I built up a rest with a couple of jackets on top a deck rail on which to place the rifle. I had no chair, so was in a half-split to get down to the necessary height for the shot. The deck was so rickety that any movement by anyone caused it to sway.

After some further discussion, everyone signed off on which one was Barry, and I was given the OK to take a shot when the opportunity presented itself.

Then, a cow went and put her head on Barry’s bum while some calves popped up behind him. A massive female that had not moved once from her same spot in two days suddenly decided to move next to Barry for a moment.

It was as if everyone knew what was about to happen and were saying their last goodbyes to him. I could not hold my current position forever. The shot would need to come soon.

The big female finally moved off and Barry was now in the clear. When he turned his head broadside to me, I would be ready. And I was determined not to hit water this time.

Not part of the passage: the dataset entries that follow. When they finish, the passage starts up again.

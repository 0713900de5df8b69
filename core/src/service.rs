//! Encounter service - runs the engine on a background task
//!
//! Architecture:
//! - EncounterService: owns the engine, ticks it and applies commands in order
//! - ServiceHandle: cloneable sender used by front ends
//!
//! The engine is only ever touched from the service task, so commands and
//! ticks never interleave.

use std::time::Duration;

use bossfall_types::{MobId, ParticipantId};
use chrono::Utc;
use tokio::sync::{mpsc, oneshot};
use tokio::time::{MissedTickBehavior, interval};
use tracing::{debug, info};

use crate::encounter::{EncounterDefinition, EncounterStatus, EngineError, RestoreReport, SpawnFailure};
use crate::engine::EncounterEngine;
use crate::reward::{PayoutReport, PickupDecision};
use crate::storage::PersistedEncounterState;
use crate::world::{DroppedItemId, WorldEvent, WorldHost};

const COMMAND_BUFFER: usize = 32;

type Reply<T> = oneshot::Sender<T>;

/// A closure run against the host on the service task
pub type HostFn<H> = Box<dyn FnOnce(&mut H) + Send>;

// ─────────────────────────────────────────────────────────────────────────────
// Service Commands
// ─────────────────────────────────────────────────────────────────────────────

/// Messages sent to the service by a [`ServiceHandle`]
pub enum ServiceCommand<H> {
    Event {
        event: WorldEvent,
        reply: Reply<Option<PayoutReport>>,
    },
    ForceSpawn {
        id: String,
        reply: Reply<Result<MobId, EngineError>>,
    },
    ForceSpawnAll {
        reply: Reply<Vec<(String, Result<MobId, SpawnFailure>)>>,
    },
    Despawn {
        id: String,
        reply: Reply<Result<bool, EngineError>>,
    },
    DespawnAll {
        reply: Reply<usize>,
    },
    Status {
        reply: Reply<Vec<EncounterStatus>>,
    },
    Reload {
        definitions: Vec<EncounterDefinition>,
        reply: Reply<RestoreReport>,
    },
    CanPickup {
        item: DroppedItemId,
        picker: ParticipantId,
        reply: Reply<PickupDecision>,
    },
    WithHost(HostFn<H>),
    Shutdown {
        reply: Reply<Vec<PersistedEncounterState>>,
    },
}

// ─────────────────────────────────────────────────────────────────────────────
// Encounter Service
// ─────────────────────────────────────────────────────────────────────────────

pub struct EncounterService<H> {
    engine: EncounterEngine<H>,
    cmd_rx: mpsc::Receiver<ServiceCommand<H>>,
    tick_interval: Duration,
    flush_interval: Duration,
}

impl<H> EncounterService<H>
where
    H: WorldHost + Send + 'static,
{
    /// Wrap a started engine and return a handle to talk to it
    pub fn new(engine: EncounterEngine<H>) -> (Self, ServiceHandle<H>) {
        let (cmd_tx, cmd_rx) = mpsc::channel(COMMAND_BUFFER);
        let settings = engine.settings();
        // A zero period would make tokio's interval panic
        let tick_interval = settings.tick_interval.to_std().unwrap_or_default().max(Duration::from_millis(1));
        let flush_interval = settings
            .flush_debounce
            .to_std()
            .unwrap_or_default()
            .max(Duration::from_millis(1));

        let service = Self {
            engine,
            cmd_rx,
            tick_interval,
            flush_interval,
        };
        (service, ServiceHandle { cmd_tx })
    }

    pub fn spawn(self) -> tokio::task::JoinHandle<()> {
        tokio::spawn(self.run())
    }

    /// Run until a shutdown command arrives or every handle is dropped
    pub async fn run(mut self) {
        let mut ticker = interval(self.tick_interval);
        ticker.set_missed_tick_behavior(MissedTickBehavior::Skip);
        let mut flusher = interval(self.flush_interval);
        flusher.set_missed_tick_behavior(MissedTickBehavior::Skip);

        info!(tick_ms = self.tick_interval.as_millis() as u64, "Encounter service running");
        loop {
            tokio::select! {
                _ = ticker.tick() => self.engine.tick(Utc::now()),
                _ = flusher.tick() => {
                    self.engine.flush_if_due(Utc::now());
                }
                cmd = self.cmd_rx.recv() => match cmd {
                    Some(cmd) => {
                        if !self.handle_command(cmd) {
                            break;
                        }
                    }
                    None => {
                        debug!("All service handles dropped");
                        self.engine.shutdown(Utc::now());
                        break;
                    }
                },
            }
        }
        info!("Encounter service stopped");
    }

    /// Apply one command. Returns false once the service should stop.
    fn handle_command(&mut self, cmd: ServiceCommand<H>) -> bool {
        let now = Utc::now();
        // A dropped reply receiver means the caller gave up; nothing to do
        match cmd {
            ServiceCommand::Event { event, reply } => {
                let _ = reply.send(self.engine.handle_event(&event, now));
            }
            ServiceCommand::ForceSpawn { id, reply } => {
                let _ = reply.send(self.engine.force_spawn(&id, now));
            }
            ServiceCommand::ForceSpawnAll { reply } => {
                let _ = reply.send(self.engine.force_spawn_all(now));
            }
            ServiceCommand::Despawn { id, reply } => {
                let _ = reply.send(self.engine.despawn(&id, now));
            }
            ServiceCommand::DespawnAll { reply } => {
                let _ = reply.send(self.engine.despawn_all(now));
            }
            ServiceCommand::Status { reply } => {
                let _ = reply.send(self.engine.statuses(now));
            }
            ServiceCommand::Reload { definitions, reply } => {
                let _ = reply.send(self.engine.reload(definitions, now));
            }
            ServiceCommand::CanPickup { item, picker, reply } => {
                let _ = reply.send(self.engine.can_pickup(item, picker, now));
            }
            ServiceCommand::WithHost(f) => f(self.engine.host_mut()),
            ServiceCommand::Shutdown { reply } => {
                let _ = reply.send(self.engine.shutdown(now));
                return false;
            }
        }
        true
    }
}

// ─────────────────────────────────────────────────────────────────────────────
// Service Handle
// ─────────────────────────────────────────────────────────────────────────────

/// Handle to send commands to the encounter service
pub struct ServiceHandle<H> {
    cmd_tx: mpsc::Sender<ServiceCommand<H>>,
}

impl<H> Clone for ServiceHandle<H> {
    fn clone(&self) -> Self {
        Self {
            cmd_tx: self.cmd_tx.clone(),
        }
    }
}

impl<H: Send + 'static> ServiceHandle<H> {
    async fn request<T>(&self, make: impl FnOnce(Reply<T>) -> ServiceCommand<H>) -> Result<T, EngineError> {
        let (reply, rx) = oneshot::channel();
        self.cmd_tx
            .send(make(reply))
            .await
            .map_err(|_| EngineError::ServiceStopped)?;
        rx.await.map_err(|_| EngineError::ServiceStopped)
    }

    pub fn is_closed(&self) -> bool {
        self.cmd_tx.is_closed()
    }

    /// Feed a world event. Returns the payout report when a boss died.
    pub async fn handle_event(&self, event: WorldEvent) -> Result<Option<PayoutReport>, EngineError> {
        self.request(|reply| ServiceCommand::Event { event, reply }).await
    }

    pub async fn force_spawn(&self, id: &str) -> Result<MobId, EngineError> {
        let id = id.to_string();
        self.request(|reply| ServiceCommand::ForceSpawn { id, reply }).await?
    }

    pub async fn force_spawn_all(&self) -> Result<Vec<(String, Result<MobId, SpawnFailure>)>, EngineError> {
        self.request(|reply| ServiceCommand::ForceSpawnAll { reply }).await
    }

    pub async fn despawn(&self, id: &str) -> Result<bool, EngineError> {
        let id = id.to_string();
        self.request(|reply| ServiceCommand::Despawn { id, reply }).await?
    }

    pub async fn despawn_all(&self) -> Result<usize, EngineError> {
        self.request(|reply| ServiceCommand::DespawnAll { reply }).await
    }

    pub async fn statuses(&self) -> Result<Vec<EncounterStatus>, EngineError> {
        self.request(|reply| ServiceCommand::Status { reply }).await
    }

    pub async fn reload(&self, definitions: Vec<EncounterDefinition>) -> Result<RestoreReport, EngineError> {
        self.request(|reply| ServiceCommand::Reload { definitions, reply }).await
    }

    pub async fn can_pickup(&self, item: DroppedItemId, picker: ParticipantId) -> Result<PickupDecision, EngineError> {
        self.request(|reply| ServiceCommand::CanPickup { item, picker, reply })
            .await
    }

    /// Run a closure against the host on the service task and return its result
    pub async fn with_host<R, F>(&self, f: F) -> Result<R, EngineError>
    where
        R: Send + 'static,
        F: FnOnce(&mut H) -> R + Send + 'static,
    {
        self.request(|reply| {
            ServiceCommand::WithHost(Box::new(move |host: &mut H| {
                let _ = reply.send(f(host));
            }))
        })
        .await
    }

    /// Stop the service, releasing live bosses. Returns what was released.
    pub async fn shutdown(&self) -> Result<Vec<PersistedEncounterState>, EngineError> {
        self.request(|reply| ServiceCommand::Shutdown { reply }).await
    }
}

Here we go again: Barry turns to his right and I have a perfect view of the left side of his skull. I squeeze it off, and the smack of the lead into his skull was definite. There was no spray of water this time. Barry went down and then came up rolling violently. We saw his head and then we saw his feet sticking up kicking, all in a constant death roll.

The big female obviously felt threatened by this and moved forward to attack him. She went under water, digging her tusks into his side and pushing him away from the other hippos.

Jason told me to chamber another round and take a second shot if possible. I had to make sure I didn’t accidentally hit another hippo. I turned the scope to lower power and waited for an opportunity. I saw Barry’s head break the water going skyward, and let fly another round. I believe I caught him under his chin, and his rolling turmoil quickly ceased. We saw him go under for the last time, and watched the bubbles come up as the final air in his lungs was released. Barry was done.

An hour and 15 minutes later, Clinton spotted one of Barry’s feet breaking the surface of the water, right where he was supposed to be.

Clinton retrieved the kayak from the other side of the pond and then paddled out to the body to affix the hook into the corpse. The females were never far away and not happy with the intrusion. (It is difficult to convey in words a description of the tremendous personal risk taken every day of such a hunt by the PHs and their crew)

We all then grabbed the rope and towed Barry to shore until his massive body began to drag in the weeds. We then tied the rope to the buggy and dragged his upside-down, 3-ton body onto the bank. Additional help arrived from the kitchen staff to assist in the effort. It took everyone pushing in unison to then roll his body over onto his belly so we could prepare him for some final photos.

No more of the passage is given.